Нет-нет, никакого «обратно». Вот она, настоящая жизнь, где есть место не только всему прекрасному и чистому, но и грязным носкам, и этому утреннему купейному одиночеству, и этим унылым сентябрьским пейзажам за окном вагона, и этому непредсказуемому будущему.
Хорошо было бы, если бы ее подольше не узнавали. Ни к чему это. Ведь если в прессе появится информация о ее исчезновении, то все те, кто едет сейчас в этом купе, узнав ее после пробуждения, непременно отреагируют. Кто-то позвонит в милицию и скажет, что она не пропала, что в купе ехала женщина, удивительным образом похожая на исчезнувшую актрису… Спать-то в косынке и очках она не может. Значит, весь оставшийся путь неплохо было бы проспать, отвернувшись к стене.

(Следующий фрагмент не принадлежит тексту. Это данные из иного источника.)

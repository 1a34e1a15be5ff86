use std::sync::Arc;

use glam::{Affine3A, Quat, Vec3};
use marionette::prelude::*;

const FRAME: f32 = 1.0 / 30.0;

/// Hips, spine, head, two legs.
fn build_rig() -> anyhow::Result<Arc<Skeleton>> {
    let names = ["hips", "spine", "head", "leg_l", "leg_r"]
        .map(String::from)
        .to_vec();
    let binds = [
        BoneTransform::from_translation(Vec3::new(0.0, 1.0, 0.0)),
        BoneTransform::from_translation(Vec3::new(0.0, 0.3, 0.0)),
        BoneTransform::from_translation(Vec3::new(0.0, 0.4, 0.0)),
        BoneTransform::from_translation(Vec3::new(0.1, -0.1, 0.0)),
        BoneTransform::from_translation(Vec3::new(-0.1, -0.1, 0.0)),
    ];
    let skeleton = Skeleton::from_bind_pose("biped", names, &[-1, 0, 1, 0, 0], &binds)?;
    Ok(Arc::new(skeleton))
}

/// Legs swinging in opposition with the given stride angle.
fn gait_clip(name: &str, period: f32, stride: f32) -> anyhow::Result<AnimationClip> {
    let times = vec![0.0, period * 0.5, period];
    let swing = |sign: f32| {
        KeyframeTrack::new(
            times.clone(),
            vec![
                Quat::from_rotation_x(sign * stride),
                Quat::from_rotation_x(-sign * stride),
                Quat::from_rotation_x(sign * stride),
            ],
            InterpolationMode::Linear,
        )
    };
    Ok(AnimationClip::new(
        name,
        vec![
            BoneChannel::new(3).with_rotation(swing(1.0)?),
            BoneChannel::new(4).with_rotation(swing(-1.0)?),
        ],
    )
    .looped(true))
}

fn jump_clip() -> anyhow::Result<AnimationClip> {
    Ok(AnimationClip::new(
        "jump",
        vec![BoneChannel::new(0).with_translation(KeyframeTrack::new(
            vec![0.0, 0.4, 0.8],
            vec![Vec3::Y, Vec3::new(0.0, 1.6, 0.0), Vec3::Y],
            InterpolationMode::Linear,
        )?)],
    ))
}

fn idle_clip() -> anyhow::Result<AnimationClip> {
    Ok(AnimationClip::new(
        "idle",
        vec![BoneChannel::new(1).with_rotation(KeyframeTrack::new(
            vec![0.0, 1.5, 3.0],
            vec![
                Quat::IDENTITY,
                Quat::from_rotation_x(0.05),
                Quat::IDENTITY,
            ],
            InterpolationMode::Linear,
        )?)],
    )
    .looped(true))
}

fn main() -> anyhow::Result<()> {
    env_logger::init();

    let skeleton = build_rig()?;
    let mut library = ClipLibrary::new();
    library.add(idle_clip()?);
    library.add(gait_clip("walk", 1.0, 0.4)?);
    library.add(gait_clip("run", 0.6, 0.8)?);
    library.add(jump_clip()?);

    let mut tree = AnimationTree::with_settings(
        skeleton.clone(),
        TreeSettings {
            max_nodes: 8,
            max_edges: 8,
            ..Default::default()
        },
    );

    let idle = tree.create_leaf_from_library(&library, "idle", LeafParams::default())?;
    let walk = tree.create_leaf_from_library(&library, "walk", LeafParams::default())?;
    let run = tree.create_leaf_from_library(&library, "run", LeafParams::default())?;
    let jump = tree.create_leaf_from_library(&library, "jump", LeafParams::default())?;

    let gait = tree.create_switch_node(
        2,
        SwitchParams {
            cross_fade: 0.25,
            synced: true,
            ..Default::default()
        },
    )?;
    tree.set_input(gait, 0, walk)?;
    tree.set_input(gait, 1, run)?;

    let sm = tree.create_state_machine_node(StateMachineParams::default())?;
    let s_idle = tree.add_state(sm, idle)?;
    let s_gait = tree.add_state(sm, gait)?;
    let s_jump = tree.add_state(sm, jump)?;

    let manual = |cross_fade| EdgeParams {
        mode: TransitionMode::Manual,
        cross_fade,
        ..Default::default()
    };
    tree.create_edge(sm, s_idle, s_gait, manual(0.3))?;
    tree.create_edge(sm, s_gait, s_jump, manual(0.1))?;
    tree.create_edge(
        sm,
        s_jump,
        s_idle,
        EdgeParams {
            mode: TransitionMode::OnDone,
            cross_fade: 0.2,
            ..Default::default()
        },
    )?;
    tree.add_root(sm)?;

    let mut model = vec![Affine3A::IDENTITY; skeleton.bone_count()];
    for frame in 0..150_u32 {
        match frame {
            20 => log::info!("walk: {:?}", tree.request_transition(sm, s_gait)?),
            50 => tree.set_active_input(gait, 1)?,
            80 => log::info!("jump: {:?}", tree.request_transition(sm, s_jump)?),
            130 => log::info!("idle -> jump: {:?}", tree.request_transition(sm, s_jump)?),
            _ => {}
        }

        tree.update(FRAME);

        if frame % 10 == 0 {
            let machine = tree.state_machine(sm)?;
            let Some(pose) = tree.root_pose(0) else {
                continue;
            };
            pose.compute_model_matrices(&skeleton, &mut model);
            log::info!(
                "frame {frame:3}: state {:?} blend {:.2} hips y {:.3} left foot {:?}",
                machine.active_state(),
                machine.blend_weight(),
                model[0].translation.y,
                model[3].translation,
            );
        }
    }

    Ok(())
}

Место ей досталось верхнее, она забралась туда, разделась и легла, укрывшись тонким шерстяным одеялом. Поезд тронулся, и именно в эту минуту она поняла, что наряду с многочисленными потерями, связанными с ее прежней жизнью, той, что осталась за тамбовским вокзалом и Поваровом, домом Светланы, смердящими трупами и незабываемыми сценами кошмаров, которые будут преследовать ее всю жизнь, она обрела самое, пожалуй, ценное, что составляет человеческую жизнь, — свободу.
5. 2005 г. Юрген Кох
Сказать, что дом стал пуст — ничего не сказать. Он осиротел, как осиротел и сам Юрген. Вот уже два дня ему казалось, что его голова раскололась на две части. Одна половина мозга осознавала, что Ванда погибла и что он больше никогда ее не увидит. А другая продолжала жить прежней жизнью и ждать появления Ванды то в кухне, то в гостиной, то в пивной. Высокая, худенькая, с рыжими волосами, собранными в тугой узел, с ясным лицом и карими глазами, она продолжала жить в его воображении. Иногда, войдя на кухню, он словно видел ее, сидящую за столом и разделывающую тушку кролика или потрошащую рыбу. И хотя он, на самом деле войдя в чисто прибранную и сейчас ничем не пахнущую кухню (после смерти Ванды пивная еще ни разу не открывалась), конечно же, не видел Ванду, все равно его воображение рисовало ее фигурку в свете заката, когда голова ее, и плечи, и грудь казались розовыми от солнечных уходящих лучей… Он даже словно видел руки ее, в муке, укладывающие на сковородку в кипящее масло куски рыбы. Закат. Почему закат? Почему память сохранила Ванду в закатных, кроваво-красных или малиновых тонах? Быть может, потому, что там, в морге, он увидел ее всю залитую кровью… Как же ей было больно, когда трамвай перерезал сначала ногу, а потом… А потом ее всю потащило, скрутило, разрезало, как чудовищной силы мясорубкой.